=== Exercise prompt ===
Provide again, from the entries below, every line from the one containing "filename src/cache.rs" through the one containing "is dropped again.", exactly as written, and no other line.

=== Information ===

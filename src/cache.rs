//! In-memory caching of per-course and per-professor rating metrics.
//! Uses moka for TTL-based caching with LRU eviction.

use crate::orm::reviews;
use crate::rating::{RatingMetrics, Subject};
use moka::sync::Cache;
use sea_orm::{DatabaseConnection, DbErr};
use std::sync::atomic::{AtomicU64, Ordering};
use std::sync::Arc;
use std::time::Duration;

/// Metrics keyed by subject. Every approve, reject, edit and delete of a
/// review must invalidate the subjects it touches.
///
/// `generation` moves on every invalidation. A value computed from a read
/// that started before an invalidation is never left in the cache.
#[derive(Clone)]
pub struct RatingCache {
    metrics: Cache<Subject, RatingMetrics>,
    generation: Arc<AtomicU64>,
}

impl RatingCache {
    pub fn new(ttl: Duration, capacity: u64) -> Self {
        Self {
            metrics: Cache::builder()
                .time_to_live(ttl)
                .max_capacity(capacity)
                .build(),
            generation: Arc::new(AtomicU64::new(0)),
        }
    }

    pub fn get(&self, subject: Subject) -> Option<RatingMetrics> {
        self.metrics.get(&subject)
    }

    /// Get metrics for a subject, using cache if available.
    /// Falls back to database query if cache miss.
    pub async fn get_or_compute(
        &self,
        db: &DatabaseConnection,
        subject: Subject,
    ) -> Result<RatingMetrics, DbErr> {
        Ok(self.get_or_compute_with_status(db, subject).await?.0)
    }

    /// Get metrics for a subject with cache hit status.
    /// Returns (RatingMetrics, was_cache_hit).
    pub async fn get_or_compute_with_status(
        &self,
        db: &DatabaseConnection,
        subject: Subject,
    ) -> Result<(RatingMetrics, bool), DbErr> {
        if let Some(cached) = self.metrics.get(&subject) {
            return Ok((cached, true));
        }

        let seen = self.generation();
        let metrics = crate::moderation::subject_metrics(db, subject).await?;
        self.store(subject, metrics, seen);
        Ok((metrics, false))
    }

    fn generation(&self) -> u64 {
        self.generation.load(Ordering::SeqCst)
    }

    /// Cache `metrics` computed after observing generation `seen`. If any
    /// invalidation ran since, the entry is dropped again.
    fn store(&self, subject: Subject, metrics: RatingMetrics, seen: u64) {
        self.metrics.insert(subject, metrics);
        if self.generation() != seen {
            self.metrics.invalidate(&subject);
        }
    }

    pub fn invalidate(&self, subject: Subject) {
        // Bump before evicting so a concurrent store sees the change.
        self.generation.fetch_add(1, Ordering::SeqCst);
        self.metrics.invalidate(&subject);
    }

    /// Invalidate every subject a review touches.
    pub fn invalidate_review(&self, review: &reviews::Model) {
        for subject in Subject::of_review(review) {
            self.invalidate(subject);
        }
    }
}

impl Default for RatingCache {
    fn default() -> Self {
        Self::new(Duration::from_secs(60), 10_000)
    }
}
--
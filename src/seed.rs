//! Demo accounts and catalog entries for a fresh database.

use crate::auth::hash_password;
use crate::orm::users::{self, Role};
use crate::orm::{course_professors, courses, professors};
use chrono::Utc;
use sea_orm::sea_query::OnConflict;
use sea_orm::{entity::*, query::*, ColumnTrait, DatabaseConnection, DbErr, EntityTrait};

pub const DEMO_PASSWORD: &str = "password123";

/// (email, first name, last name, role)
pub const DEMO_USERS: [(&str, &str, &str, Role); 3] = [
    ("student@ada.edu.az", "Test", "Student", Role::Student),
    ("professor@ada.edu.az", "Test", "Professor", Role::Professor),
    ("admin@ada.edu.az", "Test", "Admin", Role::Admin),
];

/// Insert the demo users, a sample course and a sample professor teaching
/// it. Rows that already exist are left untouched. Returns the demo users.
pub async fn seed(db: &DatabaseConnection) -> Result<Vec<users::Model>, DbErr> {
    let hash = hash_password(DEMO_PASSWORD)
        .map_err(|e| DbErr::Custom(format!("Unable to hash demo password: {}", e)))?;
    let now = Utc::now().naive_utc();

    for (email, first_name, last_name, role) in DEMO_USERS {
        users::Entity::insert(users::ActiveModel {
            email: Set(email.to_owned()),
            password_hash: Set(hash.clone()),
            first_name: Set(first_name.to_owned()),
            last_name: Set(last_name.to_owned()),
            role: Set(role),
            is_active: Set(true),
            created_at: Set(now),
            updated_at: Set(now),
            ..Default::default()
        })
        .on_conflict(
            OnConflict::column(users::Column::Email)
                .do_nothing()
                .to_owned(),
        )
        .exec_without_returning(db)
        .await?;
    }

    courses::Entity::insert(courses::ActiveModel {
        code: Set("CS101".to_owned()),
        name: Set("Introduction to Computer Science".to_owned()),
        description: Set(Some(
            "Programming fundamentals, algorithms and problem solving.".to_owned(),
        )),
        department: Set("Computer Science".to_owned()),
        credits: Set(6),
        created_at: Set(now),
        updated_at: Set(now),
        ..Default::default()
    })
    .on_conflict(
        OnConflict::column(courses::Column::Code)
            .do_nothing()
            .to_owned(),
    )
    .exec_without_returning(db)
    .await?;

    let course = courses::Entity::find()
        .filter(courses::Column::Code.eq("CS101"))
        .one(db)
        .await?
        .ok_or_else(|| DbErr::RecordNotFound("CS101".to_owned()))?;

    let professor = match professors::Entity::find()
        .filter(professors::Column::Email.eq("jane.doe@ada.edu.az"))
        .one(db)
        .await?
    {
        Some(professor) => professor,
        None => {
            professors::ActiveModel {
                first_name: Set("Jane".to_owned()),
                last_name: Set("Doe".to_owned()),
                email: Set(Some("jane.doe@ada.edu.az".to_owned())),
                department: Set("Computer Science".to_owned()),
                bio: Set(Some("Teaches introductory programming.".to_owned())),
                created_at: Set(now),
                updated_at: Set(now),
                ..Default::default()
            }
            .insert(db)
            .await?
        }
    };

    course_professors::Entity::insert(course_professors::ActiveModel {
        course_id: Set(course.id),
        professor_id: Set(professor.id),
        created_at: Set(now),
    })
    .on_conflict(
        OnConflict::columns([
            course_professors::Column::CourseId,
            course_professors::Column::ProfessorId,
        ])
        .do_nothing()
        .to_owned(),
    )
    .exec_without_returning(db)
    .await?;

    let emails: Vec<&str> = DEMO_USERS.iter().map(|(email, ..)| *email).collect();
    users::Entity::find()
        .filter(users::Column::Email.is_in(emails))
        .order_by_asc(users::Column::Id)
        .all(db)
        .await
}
--
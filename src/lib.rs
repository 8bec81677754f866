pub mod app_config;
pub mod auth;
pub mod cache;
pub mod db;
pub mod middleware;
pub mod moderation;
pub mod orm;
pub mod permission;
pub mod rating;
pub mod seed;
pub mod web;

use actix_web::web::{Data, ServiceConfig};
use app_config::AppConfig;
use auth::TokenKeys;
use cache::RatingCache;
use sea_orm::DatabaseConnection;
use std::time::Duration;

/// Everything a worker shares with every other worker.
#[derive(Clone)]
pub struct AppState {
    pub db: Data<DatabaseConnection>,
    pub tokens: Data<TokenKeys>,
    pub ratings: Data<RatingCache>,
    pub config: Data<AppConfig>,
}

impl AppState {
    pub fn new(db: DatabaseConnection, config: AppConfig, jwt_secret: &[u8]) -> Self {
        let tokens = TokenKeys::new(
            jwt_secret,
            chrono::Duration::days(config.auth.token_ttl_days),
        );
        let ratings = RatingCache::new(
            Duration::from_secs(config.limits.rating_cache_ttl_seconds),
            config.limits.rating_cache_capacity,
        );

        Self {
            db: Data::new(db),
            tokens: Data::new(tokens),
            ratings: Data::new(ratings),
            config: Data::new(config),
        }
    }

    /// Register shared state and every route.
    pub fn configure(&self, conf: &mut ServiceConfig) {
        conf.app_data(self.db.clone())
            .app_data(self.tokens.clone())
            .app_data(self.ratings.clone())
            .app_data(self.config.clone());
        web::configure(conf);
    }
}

=== Solution for this exercise ===
filename src/cache.rs
//! In-memory caching of per-course and per-professor rating metrics.
//! Uses moka for TTL-based caching with LRU eviction.

use crate::orm::reviews;
use crate::rating::{RatingMetrics, Subject};
use moka::sync::Cache;
use sea_orm::{DatabaseConnection, DbErr};
use std::sync::atomic::{AtomicU64, Ordering};
use std::sync::Arc;
use std::time::Duration;

/// Metrics keyed by subject. Every approve, reject, edit and delete of a
/// review must invalidate the subjects it touches.
///
/// `generation` moves on every invalidation. A value computed from a read
/// that started before an invalidation is never left in the cache.
#[derive(Clone)]
pub struct RatingCache {
    metrics: Cache<Subject, RatingMetrics>,
    generation: Arc<AtomicU64>,
}

impl RatingCache {
    pub fn new(ttl: Duration, capacity: u64) -> Self {
        Self {
            metrics: Cache::builder()
                .time_to_live(ttl)
                .max_capacity(capacity)
                .build(),
            generation: Arc::new(AtomicU64::new(0)),
        }
    }

    pub fn get(&self, subject: Subject) -> Option<RatingMetrics> {
        self.metrics.get(&subject)
    }

    /// Get metrics for a subject, using cache if available.
    /// Falls back to database query if cache miss.
    pub async fn get_or_compute(
        &self,
        db: &DatabaseConnection,
        subject: Subject,
    ) -> Result<RatingMetrics, DbErr> {
        Ok(self.get_or_compute_with_status(db, subject).await?.0)
    }

    /// Get metrics for a subject with cache hit status.
    /// Returns (RatingMetrics, was_cache_hit).
    pub async fn get_or_compute_with_status(
        &self,
        db: &DatabaseConnection,
        subject: Subject,
    ) -> Result<(RatingMetrics, bool), DbErr> {
        if let Some(cached) = self.metrics.get(&subject) {
            return Ok((cached, true));
        }

        let seen = self.generation();
        let metrics = crate::moderation::subject_metrics(db, subject).await?;
        self.store(subject, metrics, seen);
        Ok((metrics, false))
    }

    fn generation(&self) -> u64 {
        self.generation.load(Ordering::SeqCst)
    }

    /// Cache `metrics` computed after observing generation `seen`. If any
    /// invalidation ran since, the entry is dropped again.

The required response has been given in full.